Grosses délivrées REPUBLIQUE FRANCAISE
aux parties le :AU NOM DU PEUPLE FRANÇAIS
COUR D'APPEL DE PARIS
Pôle 5 - Chambre 1
ARRET DU 23 JANVIER 2013
(n° , pages)
Numéro d'inscription au répertoire général : 10/22963
Sur renvoi après cassation du 26 octobre 2010 d'un arrêt rendu le 1er avril 2009 par la Cour d'Appel de PARIS (4ème CH. Section A) RG : 07-16702 sur appel d'un jugement rendu le 05 septembre 2007 par le Tribunal de Grande Instance de PARIS (3ème CH. 3ème section) RG : 06-01159
DEMANDERESSE A LA SAISINE
SAS J.M. WESTON
prise en la personne de son Président
[Adresse 8]
[Adresse 9]
[Localité 3]
Représentée par la SCP LAGOURGUE - OLIVIER (Me Charles-hubert OLIVIER) (avocats au barreau de PARIS, toque : L0029)
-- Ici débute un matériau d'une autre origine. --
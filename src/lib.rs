//! Streaming watch client for the Kubernetes API
//!
//! Opens long-lived `watch=true` connections against the API server and
//! exposes the newline-delimited event stream as a typed, infinite
//! [`Stream`](futures::Stream) of [`WatchItem`]s. The stream tracks the most
//! recently observed `resourceVersion`, classifies error envelopes and idle
//! timeouts, and reopens the underlying body transparently when it fails or
//! goes stale. Transport, TLS and authentication stay behind the
//! [`HttpClient`] trait.
//!
//! Entry point: [`watch_resource`]. For step-at-a-time control, use
//! [`Watcher`] directly.

pub mod backoff;
pub mod error;
pub mod event;
pub mod http;
pub mod meta;
pub mod params;
pub mod watcher;

pub use backoff::FibonacciBackoff;
pub use error::{Error, Result};
pub use event::{EventType, WatchItem};
pub use http::{BoxBody, HttpClient, HttpResponse, WatchBody, WatchRequest};
pub use meta::ResourceMeta;
pub use params::WatchParams;
pub use watcher::{Watcher, watch_resource};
assistée de Me Michel-paul ESCANDE de la SELARL M-P ESCANDE (avocat au barreau de PARIS, toque : R266)
DÉFENDERESSE A LA SAISINE
Société CAPUCE
prise en la personne de son Président du Conseil d'administration, M. [O] [K]
[Adresse 1]
[Localité 2]
Représentée par la SELARL HJYH Avocats à la cour (Me Patricia HARDOUIN) (avocats au barreau de PARIS, toque : L0056)
assistée de Me Marie-marthe JESSLEN (avocat au barreau de PARIS, toque : E0067)
et de Me Michèle MERGUI, (avocat au barreau de PARIS, toque : R275)
COMPOSITION DE LA COUR :
Après le rapport oral dans les conditions de l'article 785 du code de procédure civile et en application des dispositions de l'article 786 et 907 du même code, l'affaire a été débattue le 28 novembre 2012, en audience publique, les avocats ne s'y étant pas opposés, devant Monsieur Benjamin RAJBAUT, Président, et Madame Anne-Marie GABER, Conseillère, chargée d'instruire l'affaire.
Ces magistrats ont rendu compte des plaidoiries dans le délibéré de la Cour, composée de :
Monsieur Benjamin RAJBAUT, Président,
Madame Anne-Marie GABER, Conseillère
Madame Sylvie NEROT, Conseillère, appelée d'une autre Chambre pour compléter la Cour,
Greffier, lors des débats : Madame Marie-Claude HOUDIN
ARRET :
- contradictoire
- rendu par mise à disposition de l'arrêt au greffe de la Cour, les parties en ayant été préalablement avisées dans les conditions prévues au deuxième alinéa de l'article 450 du code de procédure civile.
- signé par Monsieur Benjamin RAJBAUT, Président, et par Madame Marie-Claude HOUDIN, auquel la minute de la décision a été remise par le magistrat signataire.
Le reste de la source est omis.